=== ASSIGNED TASK ===
Check every line of the entries that follow, and copy the ones containing "source".

(Saved entries)
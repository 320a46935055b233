//! File Config Store
//!
//! Implements ConfigStore by writing the rendered configuration to disk.
//! The hash goes to a sibling `.hash` file that a supervisor can watch to
//! trigger an HAProxy reload.

use crate::domain::errors::StoreError;
use crate::domain::ports::ConfigStore;
use async_trait::async_trait;
use std::path::{Path, PathBuf};

/// File-backed config store.
pub struct FileConfigStore {
    path: PathBuf,
}

impl FileConfigStore {
    pub fn new(path: impl Into<PathBuf>) -> Self {
        Self { path: path.into() }
    }

    pub fn path(&self) -> &Path {
        &self.path
    }

    /// Location of the hash marker file.
    pub fn hash_path(&self) -> PathBuf {
        let mut name = self.path.as_os_str().to_os_string();
        name.push(".hash");
        PathBuf::from(name)
    }

    /// Write via a temp file and rename so readers never see partial content.
    async fn write_atomic(path: &Path, content: &str) -> Result<(), StoreError> {
        let mut tmp = path.as_os_str().to_os_string();
        tmp.push(".tmp");
        let tmp = PathBuf::from(tmp);

        let io_err = |source| StoreError::Io {
            path: path.display().to_string(),
            source,
        };

        tokio::fs::write(&tmp, content).await.map_err(io_err)?;
        tokio::fs::rename(&tmp, path).await.map_err(io_err)?;
        Ok(())
    }
}

#[async_trait]
impl ConfigStore for FileConfigStore {
    async fn apply(&self, content: &str, content_hash: &str) -> Result<(), StoreError> {
        if let Some(parent) = self.path.parent().filter(|p| !p.as_os_str().is_empty()) {
            tokio::fs::create_dir_all(parent)
                .await
                .map_err(|source| StoreError::Io {
                    path: parent.display().to_string(),
                    source,
                })?;
        }

        Self::write_atomic(&self.path, content).await?;
        Self::write_atomic(&self.hash_path(), content_hash).await?;

        tracing::info!("wrote haproxy configuration to {}", self.path.display());
        Ok(())
    }
}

=== RESULT OF THE TASK ===
        let io_err = |source| StoreError::Io {
            source,
                .map_err(|source| StoreError::Io {
                    source,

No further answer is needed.